Today I think of three young men I knew. They were three of more than 58,000 American soldiers who perished in the Vietnam War. But for a time in my life I saw them almost every day.
Back then, the body count just kept rising. You'd see it in the papers. They'd announce it on televsion. Sooner or later, that list was joined by someone you knew.
I grew up in a small town. Larchmont, New York. I think the diarist known as teacherken grew uo there too. And so did six men who who gave their lives in that war. And five more came from Mamaroneck, the town just north of us, where we went to high school.
Of those eleven, I knew three. And today I think of them. I have thought about them for some 40 years, since the day my mom would call me with the sad news from the hometown paper.
David Porterfield was 20 when he died on July 18, 1966. I spent a short time on the swim team with him, and when it came to swimming, he was a local legend. A tall, skinny, handsome kid.
Dick Western was 21, they day he died, May 20, 1968, less than six months after landing in Vietnam. We played freshman football together. We weren't close friends, but we shared classes, often talked, and he always had a smile and a hello.

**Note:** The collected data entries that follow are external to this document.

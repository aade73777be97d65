//! Provider-neutral response shapes.

use serde::Deserialize;
use std::time::Duration;

use crate::types::VideoJob;

/// One image variation as returned by `images.generate`.
#[derive(Debug, Clone, PartialEq, Eq, Deserialize)]
pub struct GeneratedImage {
    #[serde(default)]
    pub b64_json: Option<String>,
    #[serde(default)]
    pub revised_prompt: Option<String>,
}

/// `images.generate` response.
#[derive(Debug, Clone, PartialEq, Eq, Deserialize)]
pub struct GeneratedImages {
    #[serde(default)]
    pub created: Option<i64>,
    #[serde(default, rename = "data")]
    pub images: Vec<GeneratedImage>,
}

/// A video job snapshot plus the provider's suggested wait before the next poll.
#[derive(Debug, Clone, PartialEq)]
pub struct VideoPoll {
    pub job: VideoJob,
    pub retry_after: Option<Duration>,
}

impl VideoPoll {
    pub fn new(job: VideoJob) -> Self {
        Self {
            job,
            retry_after: None,
        }
    }

    pub fn with_retry_after(mut self, retry_after: Option<Duration>) -> Self {
        self.retry_after = retry_after;
        self
    }
}
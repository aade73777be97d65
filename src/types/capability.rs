//! Capability identifiers.

use serde::{Deserialize, Serialize};
use std::str::FromStr;

use crate::error::GatewayError;

/// One of the four generation capabilities exposed by the gateway.
#[derive(Debug, Clone, Copy, PartialEq, Eq, Hash, Serialize, Deserialize)]
#[serde(rename_all = "lowercase")]
pub enum Capability {
    Chat,
    Image,
    Audio,
    Video,
}

impl Capability {
    pub const ALL: [Capability; 4] = [Self::Chat, Self::Image, Self::Audio, Self::Video];

    pub fn as_str(&self) -> &'static str {
        match self {
            Self::Chat => "chat",
            Self::Image => "image",
            Self::Audio => "audio",
            Self::Video => "video",
        }
    }
}

impl std::fmt::Display for Capability {
    fn fmt(&self, f: &mut std::fmt::Formatter<'_>) -> std::fmt::Result {
        f.write_str(self.as_str())
    }
}

impl FromStr for Capability {
    type Err = GatewayError;

    fn from_str(s: &str) -> Result<Self, Self::Err> {
        match s.trim().to_ascii_lowercase().as_str() {
            "chat" => Ok(Self::Chat),
            "image" => Ok(Self::Image),
            "audio" => Ok(Self::Audio),
            "video" => Ok(Self::Video),
            _ => Err(GatewayError::invalid_field(
                "capability",
                "capability must be one of chat, image, audio, video",
            )),
        }
    }
}
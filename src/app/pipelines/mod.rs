pub mod catalog_pipeline;
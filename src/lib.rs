pub mod app;
pub mod config;
pub mod core;
pub mod domain;
pub mod utils;

pub use app::pipelines::catalog_pipeline::CatalogPipeline;
pub use config::cli::LocalStorage;
pub use config::rules::RulesConfig;
#[cfg(feature = "cli")]
pub use config::{CliConfig, LogFormat};
pub use crate::core::{etl::EtlEngine, rules::CatalogRules};
pub use domain::model::{Category, OutputFormat, PartRecord};
pub use utils::error::{EtlError, Result};
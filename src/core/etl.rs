use crate::core::{Pipeline, TransformResult};
use crate::utils::error::Result;

pub struct EtlEngine<P: Pipeline> {
    pipeline: P,
}

impl<P: Pipeline> EtlEngine<P> {
    pub fn new(pipeline: P) -> Self {
        Self { pipeline }
    }

    pub async fn run(&self) -> Result<String> {
        let result = self.preview().await?;

        tracing::info!("Loading {} records...", result.records.len());
        let output_path = self.pipeline.load(result).await?;
        tracing::info!("Output saved to: {}", output_path);

        Ok(output_path)
    }

    /// Extract and transform only; nothing is written.
    pub async fn preview(&self) -> Result<TransformResult> {
        let lines = self.pipeline.extract().await?;
        tracing::info!("Extracted {} lines", lines.len());

        let result = self.pipeline.transform(lines).await?;
        log_summary(&result);

        Ok(result)
    }
}

fn log_summary(result: &TransformResult) {
    tracing::info!("DONE. Categorized {} parts.", result.records.len());
    for (category, count) in result.category_counts() {
        tracing::info!("  {}: {}", category, count);
    }
    if result.skipped_markers > 0 {
        tracing::warn!(
            "Skipped {} marker line(s) without a part number",
            result.skipped_markers
        );
    }
    if result.trailing_lines > 0 {
        tracing::warn!(
            "{} line(s) after the last marker line had no part number and were dropped",
            result.trailing_lines
        );
    }
}
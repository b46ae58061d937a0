use crate::core::classify::Classifier;
use regex::Regex;

/// Compiled parsing and classification policy, built from a `RulesConfig`.
#[derive(Debug, Clone)]
pub struct CatalogRules {
    pub marker: String,
    pub header_lines: usize,
    pub bin_code: Regex,
    pub strip_phrase: String,
    pub classifier: Classifier,
    pub short_description_min_length: usize,
    pub retain_bin_code: bool,
}

impl CatalogRules {
    pub fn with_retained_bin_code(mut self, retain: bool) -> Self {
        self.retain_bin_code = retain;
        self
    }
}
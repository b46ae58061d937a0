use crate::core::Storage;
use crate::utils::error::{EtlError, Result};
use std::fs;
use std::io::ErrorKind;
use std::path::Path;

#[derive(Debug, Clone)]
pub struct LocalStorage {
    base_path: String,
}

impl LocalStorage {
    pub fn new(base_path: String) -> Self {
        Self { base_path }
    }
}

impl Storage for LocalStorage {
    async fn read_file(&self, path: &str) -> Result<Vec<u8>> {
        let full_path = Path::new(&self.base_path).join(path);
        fs::read(&full_path).map_err(|e| match e.kind() {
            ErrorKind::NotFound => EtlError::InputNotFound {
                path: full_path.display().to_string(),
            },
            _ => EtlError::IoError(e),
        })
    }

    async fn write_file(&self, path: &str, data: &[u8]) -> Result<()> {
        let full_path = Path::new(&self.base_path).join(path);

        if let Some(parent) = full_path.parent() {
            fs::create_dir_all(parent)?;
        }

        fs::write(full_path, data)?;
        Ok(())
    }
}
use crate::core::describe::{clean_description, remove_bin_code, short_description};
use crate::core::rules::CatalogRules;
use crate::core::segment::segment_lines;
use crate::domain::model::{CatalogEntry, PartRecord, TransformResult};

pub fn build_record(entry: CatalogEntry, rules: &CatalogRules) -> PartRecord {
    let (text, bin_code) = remove_bin_code(&entry.text, &rules.bin_code);

    // Classification sees the OEM phrase; the fallback brand is read from what follows it.
    let classification = rules.classifier.classify(&text);
    let description = clean_description(&text, &rules.strip_phrase);
    let short = short_description(&description, rules.short_description_min_length);

    PartRecord {
        brand: classification.brand,
        category: classification.category,
        short_description: short,
        description,
        part_number: entry.part_number,
        bin_code: bin_code.filter(|_| rules.retain_bin_code),
    }
}

/// Skips the header, segments the remaining lines and classifies each entry in input order.
pub fn transform_lines<S: AsRef<str>>(lines: &[S], rules: &CatalogRules) -> TransformResult {
    let body = lines.iter().skip(rules.header_lines);
    let (entries, stats) = segment_lines(body, &rules.marker);

    let records = entries
        .into_iter()
        .map(|entry| build_record(entry, rules))
        .collect();

    TransformResult {
        records,
        skipped_markers: stats.skipped_markers,
        trailing_lines: stats.trailing_lines,
    }
}
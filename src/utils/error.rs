use thiserror::Error;

#[derive(Error, Debug)]
pub enum EtlError {
    #[error("Input file not found: {path}")]
    InputNotFound { path: String },

    #[error("IO error: {0}")]
    IoError(#[from] std::io::Error),

    #[error("Serialization error: {0}")]
    SerializationError(#[from] serde_json::Error),

    #[error("CSV processing error: {0}")]
    CsvError(#[from] csv::Error),

    #[error("Rules file parsing error: {0}")]
    TomlError(#[from] toml::de::Error),

    #[error("Invalid pattern in {field}: {source}")]
    PatternError {
        field: String,
        #[source]
        source: regex::Error,
    },

    #[error("Configuration validation failed for {field}: {message}")]
    ConfigValidationError { field: String, message: String },

    #[error("Invalid value '{value}' for {field}: {reason}")]
    InvalidConfigValueError {
        field: String,
        value: String,
        reason: String,
    },
}

#[derive(Debug, Clone, Copy, PartialEq, Eq)]
pub enum ErrorCategory {
    Input,
    Output,
    Configuration,
}

#[derive(Debug, Clone, Copy, PartialEq, Eq, PartialOrd, Ord)]
pub enum ErrorSeverity {
    Medium,
    High,
    Critical,
}

impl EtlError {
    pub fn category(&self) -> ErrorCategory {
        match self {
            EtlError::InputNotFound { .. } => ErrorCategory::Input,
            EtlError::IoError(_) | EtlError::SerializationError(_) | EtlError::CsvError(_) => {
                ErrorCategory::Output
            }
            EtlError::TomlError(_)
            | EtlError::PatternError { .. }
            | EtlError::ConfigValidationError { .. }
            | EtlError::InvalidConfigValueError { .. } => ErrorCategory::Configuration,
        }
    }

    pub fn severity(&self) -> ErrorSeverity {
        match self {
            // Recoverable: the operator fixes the path and reruns.
            EtlError::InputNotFound { .. } => ErrorSeverity::Medium,
            EtlError::IoError(_) => ErrorSeverity::Critical,
            _ => ErrorSeverity::High,
        }
    }

    pub fn user_friendly_message(&self) -> String {
        match self {
            EtlError::InputNotFound { path } => format!("Error: File not found: {}", path),
            EtlError::IoError(e) => format!("Could not access the filesystem: {}", e),
            EtlError::SerializationError(e) => format!("Could not write JSON output: {}", e),
            EtlError::CsvError(e) => format!("Could not write CSV output: {}", e),
            EtlError::TomlError(e) => format!("The rules file is not valid TOML: {}", e),
            EtlError::PatternError { field, .. } => {
                format!("The pattern configured for {} is not a valid regex", field)
            }
            EtlError::ConfigValidationError { field, message } => {
                format!("Configuration value {} is invalid: {}", field, message)
            }
            EtlError::InvalidConfigValueError { field, reason, .. } => {
                format!("Configuration value {} is invalid: {}", field, reason)
            }
        }
    }

    pub fn recovery_suggestion(&self) -> &'static str {
        match self.category() {
            ErrorCategory::Input => {
                "Check that the catalog export exists, or pass its location with --input"
            }
            ErrorCategory::Output => "Check that the output directory is writable and has space",
            ErrorCategory::Configuration => {
                "Fix the rules file or command-line flags; run without --rules to use the defaults"
            }
        }
    }
}

pub type Result<T> = std::result::Result<T, EtlError>;
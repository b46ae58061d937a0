// Domain layer: catalog models and ports (interfaces). No external dependencies beyond std/serde.

pub mod model;
pub mod ports;
use crate::domain::model::{OutputFormat, TransformResult};
use crate::utils::error::Result;
use async_trait::async_trait;

pub trait Storage: Send + Sync {
    fn read_file(&self, path: &str) -> impl std::future::Future<Output = Result<Vec<u8>>> + Send;
    fn write_file(
        &self,
        path: &str,
        data: &[u8],
    ) -> impl std::future::Future<Output = Result<()>> + Send;
}

pub trait ConfigProvider: Send + Sync {
    fn input_path(&self) -> &str;
    fn output_path(&self) -> &str;
    fn output_format(&self) -> OutputFormat;
}

#[async_trait]
pub trait Pipeline: Send + Sync {
    async fn extract(&self) -> Result<Vec<String>>;
    async fn transform(&self, lines: Vec<String>) -> Result<TransformResult>;
    async fn load(&self, result: TransformResult) -> Result<String>;
}
use tracing_subscriber::{layer::SubscriberExt, util::SubscriberInitExt, EnvFilter};

fn default_filter(verbose: bool) -> EnvFilter {
    if verbose {
        EnvFilter::try_from_default_env()
            .unwrap_or_else(|_| EnvFilter::new("parts_catalog_etl=debug,info"))
    } else {
        EnvFilter::try_from_default_env()
            .unwrap_or_else(|_| EnvFilter::new("parts_catalog_etl=info"))
    }
}

pub fn init_cli_logger(verbose: bool) {
    tracing_subscriber::registry()
        .with(default_filter(verbose))
        .with(
            tracing_subscriber::fmt::layer()
                .with_target(false)
                .with_thread_ids(false)
                .with_file(false)
                .with_line_number(false)
                .compact(),
        )
        .init();
}

/// Line-delimited JSON logs, for runs driven by a scheduler that collects stdout.
pub fn init_json_logger(verbose: bool) {
    tracing_subscriber::registry()
        .with(default_filter(verbose))
        .with(
            tracing_subscriber::fmt::layer()
                .with_target(false)
                .with_thread_ids(false)
                .with_file(false)
                .with_line_number(false)
                .json(),
        )
        .init();
}
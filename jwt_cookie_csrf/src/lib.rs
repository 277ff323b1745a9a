//! jwt_cookie_csrf - JWT session cookie and double-submit CSRF gating
//!
//! This crate is the framework-free core of a request gating layer. It
//! issues and verifies signed session tokens carried in an `HttpOnly`
//! cookie, manages double-submit CSRF tokens, and classifies each request
//! into a [`GateDecision`] that the transport integration acts on. The
//! axum middleware lives in the companion `jwt-cookie-csrf-axum` crate.

mod config;
mod cookie;
mod csrf;
mod errors;
mod gate;
mod token;

pub use config::{GateConfig, JwtAlgorithm};
pub use cookie::{CookieAttributes, set_auth_cookie, set_cookie, set_csrf_cookie};
pub use csrf::{CsrfRejection, issue_csrf_token, verify_csrf_pair};
pub use errors::GateError;
pub use gate::{AuthRejection, GateDecision, evaluate, has_csrf_cookie};
pub use token::{TokenVerdict, issue_session_token, verify_session_token};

John Batterson was 22 when he was killed on June 19, 1969. He was in Vietnam for just five weeks when he died. His little sister was my high school girlfriend. A quiet, smart kid, I was stunned when I got the news. Stunned that he was killed, stunned that he was even there.
I lucked out. Called to my draft physical in August 1969, I would be classified 4F, for a congenital heart murmur. I arrived with a virtual book of medical records that had been compiled since I was a little boy. My cardiologists allowed me to play football with Dick, and join the swim team with Dave, but the military deemed me physically unfit.
But Dave, Dick and John, they were gone by 22. This summer, I turn 63. I think of the life that they never got to know and would have enjoyed; the families they could have started; the Memorial Day barbecues they would be enjoying with them today.
Guys, you are gone, but never forgotten. Four decades later you are still remembered, and missed.